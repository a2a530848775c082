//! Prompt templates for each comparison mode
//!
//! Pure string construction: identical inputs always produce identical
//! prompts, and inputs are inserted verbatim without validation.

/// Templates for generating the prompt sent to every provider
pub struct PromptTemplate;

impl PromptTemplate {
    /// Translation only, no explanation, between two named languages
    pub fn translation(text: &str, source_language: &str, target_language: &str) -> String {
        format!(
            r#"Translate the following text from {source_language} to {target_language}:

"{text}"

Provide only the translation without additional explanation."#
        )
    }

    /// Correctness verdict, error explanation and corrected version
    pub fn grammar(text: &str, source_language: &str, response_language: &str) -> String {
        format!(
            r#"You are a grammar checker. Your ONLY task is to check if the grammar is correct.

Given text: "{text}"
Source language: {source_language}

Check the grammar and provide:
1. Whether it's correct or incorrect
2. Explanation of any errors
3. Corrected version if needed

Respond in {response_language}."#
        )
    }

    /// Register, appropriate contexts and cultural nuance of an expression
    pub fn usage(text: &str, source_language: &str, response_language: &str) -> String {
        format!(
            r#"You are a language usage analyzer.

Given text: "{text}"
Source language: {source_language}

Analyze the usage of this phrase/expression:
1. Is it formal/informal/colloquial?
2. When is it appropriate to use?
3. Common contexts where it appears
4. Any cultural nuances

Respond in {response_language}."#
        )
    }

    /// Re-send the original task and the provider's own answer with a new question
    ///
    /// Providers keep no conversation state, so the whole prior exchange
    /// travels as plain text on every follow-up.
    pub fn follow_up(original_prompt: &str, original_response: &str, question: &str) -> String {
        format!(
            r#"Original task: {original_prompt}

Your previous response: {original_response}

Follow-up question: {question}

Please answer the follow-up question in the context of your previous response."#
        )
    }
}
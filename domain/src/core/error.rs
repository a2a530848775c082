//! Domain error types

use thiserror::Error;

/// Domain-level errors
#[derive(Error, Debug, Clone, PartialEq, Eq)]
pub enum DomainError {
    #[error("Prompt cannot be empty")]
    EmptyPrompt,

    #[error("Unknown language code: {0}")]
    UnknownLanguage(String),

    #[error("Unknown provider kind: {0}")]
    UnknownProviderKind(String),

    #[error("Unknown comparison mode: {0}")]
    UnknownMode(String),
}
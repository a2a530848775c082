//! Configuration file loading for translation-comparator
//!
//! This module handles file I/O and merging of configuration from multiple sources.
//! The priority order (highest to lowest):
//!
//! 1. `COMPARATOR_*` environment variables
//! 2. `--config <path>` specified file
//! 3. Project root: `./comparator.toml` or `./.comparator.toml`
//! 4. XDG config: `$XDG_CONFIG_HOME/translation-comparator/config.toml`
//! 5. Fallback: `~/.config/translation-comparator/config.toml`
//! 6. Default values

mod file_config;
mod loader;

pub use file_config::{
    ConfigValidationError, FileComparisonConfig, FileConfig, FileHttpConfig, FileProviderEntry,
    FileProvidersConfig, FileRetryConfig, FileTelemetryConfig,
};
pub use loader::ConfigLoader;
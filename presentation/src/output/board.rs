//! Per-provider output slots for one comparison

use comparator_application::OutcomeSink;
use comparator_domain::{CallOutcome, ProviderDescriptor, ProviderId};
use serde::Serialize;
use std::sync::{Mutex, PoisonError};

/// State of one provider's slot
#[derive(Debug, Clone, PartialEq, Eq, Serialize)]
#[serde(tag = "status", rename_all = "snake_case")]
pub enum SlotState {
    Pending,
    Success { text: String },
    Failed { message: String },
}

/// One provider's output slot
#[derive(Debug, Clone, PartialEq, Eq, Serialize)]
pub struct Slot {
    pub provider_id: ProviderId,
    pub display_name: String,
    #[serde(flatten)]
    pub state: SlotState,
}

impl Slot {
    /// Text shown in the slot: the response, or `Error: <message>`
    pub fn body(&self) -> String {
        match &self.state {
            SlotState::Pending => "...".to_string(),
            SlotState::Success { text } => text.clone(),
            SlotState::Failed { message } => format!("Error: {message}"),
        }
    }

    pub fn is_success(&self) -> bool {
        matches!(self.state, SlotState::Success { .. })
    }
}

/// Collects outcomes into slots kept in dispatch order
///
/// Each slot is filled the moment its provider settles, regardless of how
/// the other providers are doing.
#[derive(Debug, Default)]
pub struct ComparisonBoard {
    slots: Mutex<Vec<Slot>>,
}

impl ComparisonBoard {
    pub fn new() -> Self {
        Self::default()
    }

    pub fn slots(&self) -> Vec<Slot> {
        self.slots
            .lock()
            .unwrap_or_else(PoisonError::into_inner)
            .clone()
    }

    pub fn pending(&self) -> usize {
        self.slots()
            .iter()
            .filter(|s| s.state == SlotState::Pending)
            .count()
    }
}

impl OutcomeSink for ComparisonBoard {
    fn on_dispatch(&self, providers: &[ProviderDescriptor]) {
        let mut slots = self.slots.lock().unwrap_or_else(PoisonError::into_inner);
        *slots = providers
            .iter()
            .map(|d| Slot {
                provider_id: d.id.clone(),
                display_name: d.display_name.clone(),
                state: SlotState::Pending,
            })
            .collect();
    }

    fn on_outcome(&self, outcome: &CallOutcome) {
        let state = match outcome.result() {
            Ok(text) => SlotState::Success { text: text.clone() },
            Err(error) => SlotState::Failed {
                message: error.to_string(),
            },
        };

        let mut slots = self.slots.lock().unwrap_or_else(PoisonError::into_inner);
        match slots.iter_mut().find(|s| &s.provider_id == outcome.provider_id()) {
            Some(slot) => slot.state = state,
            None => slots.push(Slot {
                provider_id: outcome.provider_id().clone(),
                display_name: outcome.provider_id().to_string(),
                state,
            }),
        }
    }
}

====================

The reply should consist of the records, reproduced exactly.

Result:
repository a2a530848775c082
//! Prompt templates for each comparison mode
//!
//! Pure string construction: identical inputs always produce identical
//! prompts, and inputs are inserted verbatim without validation.

/// Templates for generating the prompt sent to every provider
pub struct PromptTemplate;

impl PromptTemplate {
    /// Translation only, no explanation, between two named languages
    pub fn translation(text: &str, source_language: &str, target_language: &str) -> String {
        format!(
            r#"Translate the following text from {source_language} to {target_language}:

"{text}"

Provide only the translation without additional explanation."#
        )
    }

    /// Correctness verdict, error explanation and corrected version
    pub fn grammar(text: &str, source_language: &str, response_language: &str) -> String {
        format!(
            r#"You are a grammar checker. Your ONLY task is to check if the grammar is correct.

Given text: "{text}"
Source language: {source_language}

Check the grammar and provide:
1. Whether it's correct or incorrect
2. Explanation of any errors
3. Corrected version if needed

Respond in {response_language}."#
        )
    }

    /// Register, appropriate contexts and cultural nuance of an expression
    pub fn usage(text: &str, source_language: &str, response_language: &str) -> String {
        format!(
            r#"You are a language usage analyzer.

Given text: "{text}"
Source language: {source_language}

Analyze the usage of this phrase/expression:
1. Is it formal/informal/colloquial?
2. When is it appropriate to use?
3. Common contexts where it appears
4. Any cultural nuances

Respond in {response_language}."#
        )
    }

    /// Re-send the original task and the provider's own answer with a new question
    ///
    /// Providers keep no conversation state, so the whole prior exchange
    /// travels as plain text on every follow-up.
    pub fn follow_up(original_prompt: &str, original_response: &str, question: &str) -> String {
        format!(
            r#"Original task: {original_prompt}

Your previous response: {original_response}

Follow-up question: {question}

Please answer the follow-up question in the context of your previous response."#
        )
    }
}
filename domain/src/core/error.rs
repository a2a530848775c082
//! Domain error types

use thiserror::Error;

/// Domain-level errors
#[derive(Error, Debug, Clone, PartialEq, Eq)]
pub enum DomainError {
    #[error("Prompt cannot be empty")]
    EmptyPrompt,

    #[error("Unknown language code: {0}")]
    UnknownLanguage(String),

    #[error("Unknown provider kind: {0}")]
    UnknownProviderKind(String),

    #[error("Unknown comparison mode: {0}")]
    UnknownMode(String),
}
repository a2a530848775c082
//! Configuration file loading for translation-comparator
//!
//! This module handles file I/O and merging of configuration from multiple sources.
//! The priority order (highest to lowest):
//!
//! 1. `COMPARATOR_*` environment variables
//! 2. `--config <path>` specified file
//! 3. Project root: `./comparator.toml` or `./.comparator.toml`
//! 4. XDG config: `$XDG_CONFIG_HOME/translation-comparator/config.toml`
//! 5. Fallback: `~/.config/translation-comparator/config.toml`
//! 6. Default values

mod file_config;
mod loader;

pub use file_config::{
    ConfigValidationError, FileComparisonConfig, FileConfig, FileHttpConfig, FileProviderEntry,
    FileProvidersConfig, FileRetryConfig, FileTelemetryConfig,
};
pub use loader::ConfigLoader;
filename presentation/src/output/board.rs
//! Per-provider output slots for one comparison

use comparator_application::OutcomeSink;
use comparator_domain::{CallOutcome, ProviderDescriptor, ProviderId};
use serde::Serialize;
use std::sync::{Mutex, PoisonError};

/// State of one provider's slot
#[derive(Debug, Clone, PartialEq, Eq, Serialize)]
#[serde(tag = "status", rename_all = "snake_case")]
pub enum SlotState {
    Pending,
    Success { text: String },
    Failed { message: String },
}

/// One provider's output slot
#[derive(Debug, Clone, PartialEq, Eq, Serialize)]
pub struct Slot {
    pub provider_id: ProviderId,
    pub display_name: String,
    #[serde(flatten)]
    pub state: SlotState,
}

impl Slot {
    /// Text shown in the slot: the response, or `Error: <message>`
    pub fn body(&self) -> String {
        match &self.state {
            SlotState::Pending => "...".to_string(),
            SlotState::Success { text } => text.clone(),
            SlotState::Failed { message } => format!("Error: {message}"),
        }
    }

    pub fn is_success(&self) -> bool {
        matches!(self.state, SlotState::Success { .. })
    }
}

/// Collects outcomes into slots kept in dispatch order
///
/// Each slot is filled the moment its provider settles, regardless of how
/// the other providers are doing.
#[derive(Debug, Default)]
pub struct ComparisonBoard {
    slots: Mutex<Vec<Slot>>,
}

impl ComparisonBoard {
    pub fn new() -> Self {
        Self::default()
    }

    pub fn slots(&self) -> Vec<Slot> {
        self.slots
            .lock()
            .unwrap_or_else(PoisonError::into_inner)
            .clone()
    }

    pub fn pending(&self) -> usize {
        self.slots()
            .iter()
            .filter(|s| s.state == SlotState::Pending)
            .count()
    }
}

impl OutcomeSink for ComparisonBoard {
    fn on_dispatch(&self, providers: &[ProviderDescriptor]) {
        let mut slots = self.slots.lock().unwrap_or_else(PoisonError::into_inner);
        *slots = providers
            .iter()
            .map(|d| Slot {
                provider_id: d.id.clone(),
                display_name: d.display_name.clone(),
                state: SlotState::Pending,
            })
            .collect();
    }

    fn on_outcome(&self, outcome: &CallOutcome) {
        let state = match outcome.result() {
            Ok(text) => SlotState::Success { text: text.clone() },
            Err(error) => SlotState::Failed {
                message: error.to_string(),
            },
        };

        let mut slots = self.slots.lock().unwrap_or_else(PoisonError::into_inner);
        match slots.iter_mut().find(|s| &s.provider_id == outcome.provider_id()) {
            Some(slot) => slot.state = state,
            None => slots.push(Slot {
                provider_id: outcome.provider_id().clone(),
                display_name: outcome.provider_id().to_string(),
                state,
            }),
        }
    }
}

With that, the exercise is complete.